→ WHAT THE TASK REQUIRES: Transcribe the lines of the records starting with the one that has "thread::sleep(LOOP_PERIOD);" in it and ending with the last, and transcribe nothing else.

→ THE DATA:
——————————

//! Home electricity monitor simulator for desktop.
//!
//! Runs the shared [`DashboardController`] against an SDL window. The left
//! mouse button is the touch panel; keys `1`-`4` switch the demo power flow.

// Crate-level lints
#![allow(clippy::cast_possible_truncation)]

mod mouse;
mod screens;
mod timing;

use std::thread;
use std::time::Duration;

use anyhow::Result;
use clap::Parser;
use embedded_graphics::pixelcolor::Rgb565;
use embedded_graphics::prelude::*;
use embedded_graphics_simulator::sdl2::Keycode;
use embedded_graphics_simulator::{OutputSettingsBuilder, SimulatorDisplay, SimulatorEvent, Window};
use monitor_common::config::{
    ANIMATION_INTERVAL_MS,
    INACTIVITY_TIMEOUT_MS,
    SCREEN_HEIGHT,
    SCREEN_WIDTH,
    SCREENSAVER_INTERVAL_MS,
    SPLASH_MS,
    TOUCH_DEBOUNCE_MS,
};
use monitor_common::power::DEMO_SCENARIOS;
use monitor_common::{Config, DashboardController, TouchSource};
use rand::SeedableRng;
use rand::rngs::SmallRng;

use crate::mouse::MouseTouch;
use crate::screens::run_splash_screen;
use crate::timing::{LOOP_PERIOD, SimClock};

/// Desktop simulator for the home electricity monitor.
#[derive(Parser, Debug)]
#[command(name = "simulator", version, about)]
struct Args {
    /// Milliseconds between flow arrow steps
    #[arg(long, default_value_t = ANIMATION_INTERVAL_MS)]
    animation_ms: u32,

    /// Milliseconds between matrix rain steps
    #[arg(long, default_value_t = SCREENSAVER_INTERVAL_MS)]
    screensaver_ms: u32,

    /// Idle milliseconds before the screensaver starts
    #[arg(long, default_value_t = INACTIVITY_TIMEOUT_MS)]
    timeout_ms: u32,

    /// Touch debounce in milliseconds
    #[arg(long, default_value_t = TOUCH_DEBOUNCE_MS)]
    debounce_ms: u32,

    /// Any touch resets the inactivity timer, not only the toggle button
    #[arg(long)]
    any_touch_resets: bool,

    /// Seed for the matrix rain; random if omitted
    #[arg(long)]
    seed: Option<u64>,

    /// Window pixel scale
    #[arg(long, default_value_t = 2)]
    scale: u32,

    /// Skip the splash card
    #[arg(long)]
    no_splash: bool,
}

impl Args {
    const fn config(&self) -> Config {
        Config {
            animation_interval_ms: self.animation_ms,
            screensaver_interval_ms: self.screensaver_ms,
            inactivity_timeout_ms: self.timeout_ms,
            any_touch_resets_inactivity: self.any_touch_resets,
            touch_debounce_ms: self.debounce_ms,
        }
    }
}

fn main() -> Result<()> {
    env_logger::Builder::from_env(env_logger::Env::default().default_filter_or("info")).init();
    let args = Args::parse();

    let config = args.config();
    if let Err(e) = config.validate() {
        log::warn!("{e}; using defaults");
    }

    let rng = match args.seed {
        Some(seed) => SmallRng::seed_from_u64(seed),
        None => SmallRng::from_os_rng(),
    };

    let mut display: SimulatorDisplay<Rgb565> = SimulatorDisplay::new(Size::new(SCREEN_WIDTH, SCREEN_HEIGHT));
    let output_settings = OutputSettingsBuilder::new().scale(args.scale).build();
    let mut window = Window::new("Home Energy Monitor", &output_settings);

    if !args.no_splash && !run_splash_screen(&mut display, &mut window, Duration::from_millis(u64::from(SPLASH_MS))) {
        return Ok(());
    }

    let clock = SimClock::new();
    let mut mouse = MouseTouch::new();
    let mut controller = DashboardController::new(config, rng, clock.now());
    controller.start(clock.now(), &mut display);
    log::info!("Dashboard ready: click SAVER to toggle, keys 1-4 pick a power scenario");

    'running: loop {
        window.update(&display);

        for event in window.events() {
            if mouse.handle(&event) {
                continue;
            }
            match event {
                SimulatorEvent::Quit => break 'running,
                SimulatorEvent::KeyDown {
                    keycode, repeat: false, ..
                } => {
                    let index = match keycode {
                        Keycode::Num1 => 0,
                        Keycode::Num2 => 1,
                        Keycode::Num3 => 2,
                        Keycode::Num4 => 3,
                        Keycode::Escape => break 'running,
                        _ => continue,
                    };
                    let scenario = &DEMO_SCENARIOS[index];
                    log::info!("Scenario: {}", scenario.name);
                    controller.apply_power_flow(scenario.flow, clock.now(), &mut display);
                }
                _ => {}
            }
        }

        let touch = mouse.poll();
        let outcome = controller.poll(clock.now(), touch, &mut display);
        if let Some(t) = outcome.transition {
            log::info!("{:?} -> {:?} ({}) at {} ms", t.from, t.to, t.reason(), t.at);
        }
        if let Some(due) = outcome.stepped {
            log::trace!("stepped {due:?}");
        }

        thread::sleep(LOOP_PERIOD);
    }

    log::info!("Window closed");
    Ok(())
}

——————————

→ RESULT BELOW:
        thread::sleep(LOOP_PERIOD);
    }

    log::info!("Window closed");
    Ok(())
}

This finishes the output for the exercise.